What to work on - Identify and pull out each line of the entries in which "DbResult" occurs.

= = = = = = =

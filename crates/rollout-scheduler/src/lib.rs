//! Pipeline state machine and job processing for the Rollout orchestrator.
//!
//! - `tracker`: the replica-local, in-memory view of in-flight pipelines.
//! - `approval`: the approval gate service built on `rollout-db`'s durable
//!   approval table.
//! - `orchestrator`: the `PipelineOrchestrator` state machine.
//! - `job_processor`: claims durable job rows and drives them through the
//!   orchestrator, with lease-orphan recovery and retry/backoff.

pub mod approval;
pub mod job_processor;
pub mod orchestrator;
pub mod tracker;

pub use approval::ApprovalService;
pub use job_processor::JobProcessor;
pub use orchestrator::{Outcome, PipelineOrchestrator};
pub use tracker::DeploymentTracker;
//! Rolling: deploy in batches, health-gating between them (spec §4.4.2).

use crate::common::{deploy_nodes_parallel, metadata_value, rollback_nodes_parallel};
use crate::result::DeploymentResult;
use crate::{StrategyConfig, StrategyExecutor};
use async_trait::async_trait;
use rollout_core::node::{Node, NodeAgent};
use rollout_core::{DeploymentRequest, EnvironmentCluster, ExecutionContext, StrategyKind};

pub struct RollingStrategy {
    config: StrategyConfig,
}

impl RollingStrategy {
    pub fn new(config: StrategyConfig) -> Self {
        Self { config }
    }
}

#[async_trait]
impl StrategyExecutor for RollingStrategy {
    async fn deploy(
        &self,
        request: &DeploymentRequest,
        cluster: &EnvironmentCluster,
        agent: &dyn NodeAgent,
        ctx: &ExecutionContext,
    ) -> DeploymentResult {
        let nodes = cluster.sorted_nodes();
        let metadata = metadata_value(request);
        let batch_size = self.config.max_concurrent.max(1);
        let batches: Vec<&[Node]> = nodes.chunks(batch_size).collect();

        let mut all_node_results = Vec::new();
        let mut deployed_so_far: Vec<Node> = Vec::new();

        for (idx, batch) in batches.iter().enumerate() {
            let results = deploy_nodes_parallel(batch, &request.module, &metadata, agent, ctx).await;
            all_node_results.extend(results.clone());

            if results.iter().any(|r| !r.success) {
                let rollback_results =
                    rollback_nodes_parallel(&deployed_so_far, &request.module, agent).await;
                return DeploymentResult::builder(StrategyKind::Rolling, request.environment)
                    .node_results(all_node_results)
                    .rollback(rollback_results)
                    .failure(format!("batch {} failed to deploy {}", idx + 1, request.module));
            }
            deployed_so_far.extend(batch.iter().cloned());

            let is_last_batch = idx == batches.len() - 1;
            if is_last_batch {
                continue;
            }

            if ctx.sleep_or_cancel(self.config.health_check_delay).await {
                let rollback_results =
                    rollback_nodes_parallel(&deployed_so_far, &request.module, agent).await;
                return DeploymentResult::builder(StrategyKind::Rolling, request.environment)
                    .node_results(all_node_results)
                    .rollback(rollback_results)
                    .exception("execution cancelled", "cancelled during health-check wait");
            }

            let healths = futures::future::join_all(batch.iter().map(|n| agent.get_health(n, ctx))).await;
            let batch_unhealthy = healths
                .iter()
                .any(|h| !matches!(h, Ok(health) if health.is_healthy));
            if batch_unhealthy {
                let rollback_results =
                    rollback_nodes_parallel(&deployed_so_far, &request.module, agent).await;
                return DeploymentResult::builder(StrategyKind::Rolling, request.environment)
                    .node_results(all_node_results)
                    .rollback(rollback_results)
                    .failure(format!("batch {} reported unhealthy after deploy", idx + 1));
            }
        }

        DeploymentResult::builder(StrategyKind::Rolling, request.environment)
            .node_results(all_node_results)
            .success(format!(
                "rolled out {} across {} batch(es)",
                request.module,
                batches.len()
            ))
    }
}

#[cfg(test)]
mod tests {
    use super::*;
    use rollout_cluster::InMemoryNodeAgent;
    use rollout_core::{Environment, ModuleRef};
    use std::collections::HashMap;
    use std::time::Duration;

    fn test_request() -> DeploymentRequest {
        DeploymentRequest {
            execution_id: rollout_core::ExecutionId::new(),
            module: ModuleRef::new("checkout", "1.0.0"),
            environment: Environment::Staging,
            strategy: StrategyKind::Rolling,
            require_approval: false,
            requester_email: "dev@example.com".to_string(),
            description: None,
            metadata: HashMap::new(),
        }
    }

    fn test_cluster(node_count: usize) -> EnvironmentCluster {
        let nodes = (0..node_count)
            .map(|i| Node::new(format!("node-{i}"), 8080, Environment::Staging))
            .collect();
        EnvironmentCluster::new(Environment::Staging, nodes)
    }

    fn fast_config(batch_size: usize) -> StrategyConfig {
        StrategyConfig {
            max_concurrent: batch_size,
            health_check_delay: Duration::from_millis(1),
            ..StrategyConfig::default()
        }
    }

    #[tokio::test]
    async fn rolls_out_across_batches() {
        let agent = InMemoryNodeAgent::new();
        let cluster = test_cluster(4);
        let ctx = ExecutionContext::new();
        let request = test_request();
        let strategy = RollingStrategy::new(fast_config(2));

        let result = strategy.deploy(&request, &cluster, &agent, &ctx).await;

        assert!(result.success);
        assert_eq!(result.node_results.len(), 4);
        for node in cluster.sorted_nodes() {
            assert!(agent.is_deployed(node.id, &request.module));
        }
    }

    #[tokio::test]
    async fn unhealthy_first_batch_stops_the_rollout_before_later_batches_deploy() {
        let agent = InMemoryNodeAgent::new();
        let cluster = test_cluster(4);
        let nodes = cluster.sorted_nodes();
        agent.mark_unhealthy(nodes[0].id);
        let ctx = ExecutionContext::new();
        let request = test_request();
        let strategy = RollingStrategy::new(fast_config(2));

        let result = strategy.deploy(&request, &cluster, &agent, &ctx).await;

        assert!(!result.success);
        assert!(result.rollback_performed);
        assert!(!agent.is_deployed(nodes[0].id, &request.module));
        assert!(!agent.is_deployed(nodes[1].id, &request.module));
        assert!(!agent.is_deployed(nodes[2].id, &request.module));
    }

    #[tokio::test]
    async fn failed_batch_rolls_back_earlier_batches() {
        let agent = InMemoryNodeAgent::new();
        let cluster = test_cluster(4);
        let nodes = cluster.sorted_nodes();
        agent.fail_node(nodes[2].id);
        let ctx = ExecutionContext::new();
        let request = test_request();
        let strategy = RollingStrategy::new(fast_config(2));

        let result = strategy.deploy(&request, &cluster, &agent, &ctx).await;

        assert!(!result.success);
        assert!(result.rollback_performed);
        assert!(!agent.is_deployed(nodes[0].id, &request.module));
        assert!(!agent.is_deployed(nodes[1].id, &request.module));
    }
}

= = = = = = =

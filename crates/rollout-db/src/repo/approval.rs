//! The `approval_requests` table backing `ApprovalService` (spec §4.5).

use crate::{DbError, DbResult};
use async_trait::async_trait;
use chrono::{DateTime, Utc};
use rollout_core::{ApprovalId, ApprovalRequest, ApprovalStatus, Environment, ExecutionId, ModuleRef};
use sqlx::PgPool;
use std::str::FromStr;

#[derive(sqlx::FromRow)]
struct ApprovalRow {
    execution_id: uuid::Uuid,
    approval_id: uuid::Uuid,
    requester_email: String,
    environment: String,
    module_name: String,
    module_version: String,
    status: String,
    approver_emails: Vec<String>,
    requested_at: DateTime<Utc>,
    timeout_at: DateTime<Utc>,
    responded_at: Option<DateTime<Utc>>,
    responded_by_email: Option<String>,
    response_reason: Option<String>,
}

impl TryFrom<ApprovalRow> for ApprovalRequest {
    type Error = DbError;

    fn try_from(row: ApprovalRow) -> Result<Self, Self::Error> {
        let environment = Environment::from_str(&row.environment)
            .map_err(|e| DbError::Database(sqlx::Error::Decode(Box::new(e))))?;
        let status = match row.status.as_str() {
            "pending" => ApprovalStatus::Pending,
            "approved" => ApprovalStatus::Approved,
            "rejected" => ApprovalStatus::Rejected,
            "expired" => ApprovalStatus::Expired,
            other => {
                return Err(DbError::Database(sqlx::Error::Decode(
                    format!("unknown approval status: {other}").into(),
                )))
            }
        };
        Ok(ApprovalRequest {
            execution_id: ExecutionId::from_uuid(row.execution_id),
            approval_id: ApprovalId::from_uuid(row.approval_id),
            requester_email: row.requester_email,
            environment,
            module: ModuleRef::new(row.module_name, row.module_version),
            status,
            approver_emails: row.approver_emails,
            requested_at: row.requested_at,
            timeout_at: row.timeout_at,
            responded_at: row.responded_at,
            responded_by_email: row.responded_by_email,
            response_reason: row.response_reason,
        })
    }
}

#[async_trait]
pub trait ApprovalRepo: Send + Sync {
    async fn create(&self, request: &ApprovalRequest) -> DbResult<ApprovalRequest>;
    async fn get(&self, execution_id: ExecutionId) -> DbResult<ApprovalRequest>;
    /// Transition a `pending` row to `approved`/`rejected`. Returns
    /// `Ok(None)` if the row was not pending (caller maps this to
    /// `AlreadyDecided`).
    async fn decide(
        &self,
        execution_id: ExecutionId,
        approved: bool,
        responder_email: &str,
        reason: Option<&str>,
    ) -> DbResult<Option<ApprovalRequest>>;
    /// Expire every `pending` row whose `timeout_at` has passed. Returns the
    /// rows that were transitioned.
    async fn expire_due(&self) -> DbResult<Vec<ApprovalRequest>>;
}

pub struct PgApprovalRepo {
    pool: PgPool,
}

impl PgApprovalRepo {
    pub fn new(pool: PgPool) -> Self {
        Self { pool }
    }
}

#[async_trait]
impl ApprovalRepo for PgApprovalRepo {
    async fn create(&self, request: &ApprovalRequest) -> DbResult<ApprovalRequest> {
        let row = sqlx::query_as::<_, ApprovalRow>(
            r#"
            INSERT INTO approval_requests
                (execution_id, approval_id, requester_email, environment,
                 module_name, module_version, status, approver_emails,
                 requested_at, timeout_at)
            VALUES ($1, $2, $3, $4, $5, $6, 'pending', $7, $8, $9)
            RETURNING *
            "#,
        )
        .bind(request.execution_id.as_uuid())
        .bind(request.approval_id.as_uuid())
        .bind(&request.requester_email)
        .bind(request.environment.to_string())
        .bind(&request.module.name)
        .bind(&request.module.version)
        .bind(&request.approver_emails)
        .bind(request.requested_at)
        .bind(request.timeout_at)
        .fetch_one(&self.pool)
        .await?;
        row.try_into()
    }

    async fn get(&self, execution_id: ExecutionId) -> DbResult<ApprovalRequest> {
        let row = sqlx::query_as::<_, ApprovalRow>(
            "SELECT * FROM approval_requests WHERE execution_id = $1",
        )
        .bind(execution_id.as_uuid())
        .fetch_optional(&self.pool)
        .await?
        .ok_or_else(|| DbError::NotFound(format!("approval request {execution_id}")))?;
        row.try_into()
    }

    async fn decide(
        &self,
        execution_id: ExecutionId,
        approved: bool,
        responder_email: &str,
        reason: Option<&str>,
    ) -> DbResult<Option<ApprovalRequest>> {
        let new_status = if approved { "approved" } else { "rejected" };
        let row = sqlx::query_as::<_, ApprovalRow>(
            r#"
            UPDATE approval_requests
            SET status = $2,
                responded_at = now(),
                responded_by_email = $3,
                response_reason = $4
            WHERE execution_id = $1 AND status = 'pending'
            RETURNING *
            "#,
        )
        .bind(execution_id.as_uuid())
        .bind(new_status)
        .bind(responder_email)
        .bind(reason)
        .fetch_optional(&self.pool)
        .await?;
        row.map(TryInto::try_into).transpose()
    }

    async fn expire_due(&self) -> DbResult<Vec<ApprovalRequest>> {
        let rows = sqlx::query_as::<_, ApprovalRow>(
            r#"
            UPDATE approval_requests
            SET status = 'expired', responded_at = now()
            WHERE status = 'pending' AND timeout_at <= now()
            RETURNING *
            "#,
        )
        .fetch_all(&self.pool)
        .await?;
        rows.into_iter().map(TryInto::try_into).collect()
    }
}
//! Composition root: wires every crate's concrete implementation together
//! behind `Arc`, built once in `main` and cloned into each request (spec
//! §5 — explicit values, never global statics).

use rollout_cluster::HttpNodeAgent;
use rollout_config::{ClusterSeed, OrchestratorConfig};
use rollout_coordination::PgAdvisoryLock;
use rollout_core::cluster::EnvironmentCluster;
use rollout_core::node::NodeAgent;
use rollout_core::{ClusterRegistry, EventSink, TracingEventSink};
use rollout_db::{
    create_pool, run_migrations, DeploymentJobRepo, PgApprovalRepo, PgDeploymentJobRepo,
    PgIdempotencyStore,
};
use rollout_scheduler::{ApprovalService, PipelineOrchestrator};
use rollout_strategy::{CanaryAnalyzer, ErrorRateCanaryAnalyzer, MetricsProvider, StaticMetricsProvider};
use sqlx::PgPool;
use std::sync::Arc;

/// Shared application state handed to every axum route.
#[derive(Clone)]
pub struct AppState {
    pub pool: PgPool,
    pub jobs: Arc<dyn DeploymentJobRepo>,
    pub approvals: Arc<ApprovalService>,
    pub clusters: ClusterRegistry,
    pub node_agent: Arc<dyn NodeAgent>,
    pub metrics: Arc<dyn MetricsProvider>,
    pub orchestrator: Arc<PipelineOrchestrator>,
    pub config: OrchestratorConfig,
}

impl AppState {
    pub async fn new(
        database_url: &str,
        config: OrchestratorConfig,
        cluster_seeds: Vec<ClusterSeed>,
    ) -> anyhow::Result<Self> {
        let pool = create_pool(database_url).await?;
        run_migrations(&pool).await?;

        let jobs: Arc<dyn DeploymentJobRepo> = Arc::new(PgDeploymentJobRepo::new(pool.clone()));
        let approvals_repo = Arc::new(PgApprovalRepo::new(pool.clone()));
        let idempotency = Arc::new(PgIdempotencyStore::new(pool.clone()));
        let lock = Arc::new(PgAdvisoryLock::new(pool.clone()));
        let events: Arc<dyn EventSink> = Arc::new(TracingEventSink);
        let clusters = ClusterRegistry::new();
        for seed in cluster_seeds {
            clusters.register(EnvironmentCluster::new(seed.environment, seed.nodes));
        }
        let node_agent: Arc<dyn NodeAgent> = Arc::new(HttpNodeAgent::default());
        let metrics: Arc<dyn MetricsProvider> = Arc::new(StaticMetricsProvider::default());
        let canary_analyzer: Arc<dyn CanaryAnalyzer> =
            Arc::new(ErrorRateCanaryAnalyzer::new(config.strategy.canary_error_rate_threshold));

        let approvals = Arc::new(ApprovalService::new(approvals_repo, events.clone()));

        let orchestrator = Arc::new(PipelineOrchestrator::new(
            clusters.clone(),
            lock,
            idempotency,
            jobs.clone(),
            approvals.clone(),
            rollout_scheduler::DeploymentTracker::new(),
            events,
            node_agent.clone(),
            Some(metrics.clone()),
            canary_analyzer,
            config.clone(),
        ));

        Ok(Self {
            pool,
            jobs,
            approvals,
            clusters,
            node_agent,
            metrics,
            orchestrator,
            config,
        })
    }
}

= = = = = = =

Answer section -
use crate::{DbError, DbResult};
    async fn create(&self, request: &ApprovalRequest) -> DbResult<ApprovalRequest>;
    async fn get(&self, execution_id: ExecutionId) -> DbResult<ApprovalRequest>;
    ) -> DbResult<Option<ApprovalRequest>>;
    async fn expire_due(&self) -> DbResult<Vec<ApprovalRequest>>;
    async fn create(&self, request: &ApprovalRequest) -> DbResult<ApprovalRequest> {
    async fn get(&self, execution_id: ExecutionId) -> DbResult<ApprovalRequest> {
    ) -> DbResult<Option<ApprovalRequest>> {
    async fn expire_due(&self) -> DbResult<Vec<ApprovalRequest>> {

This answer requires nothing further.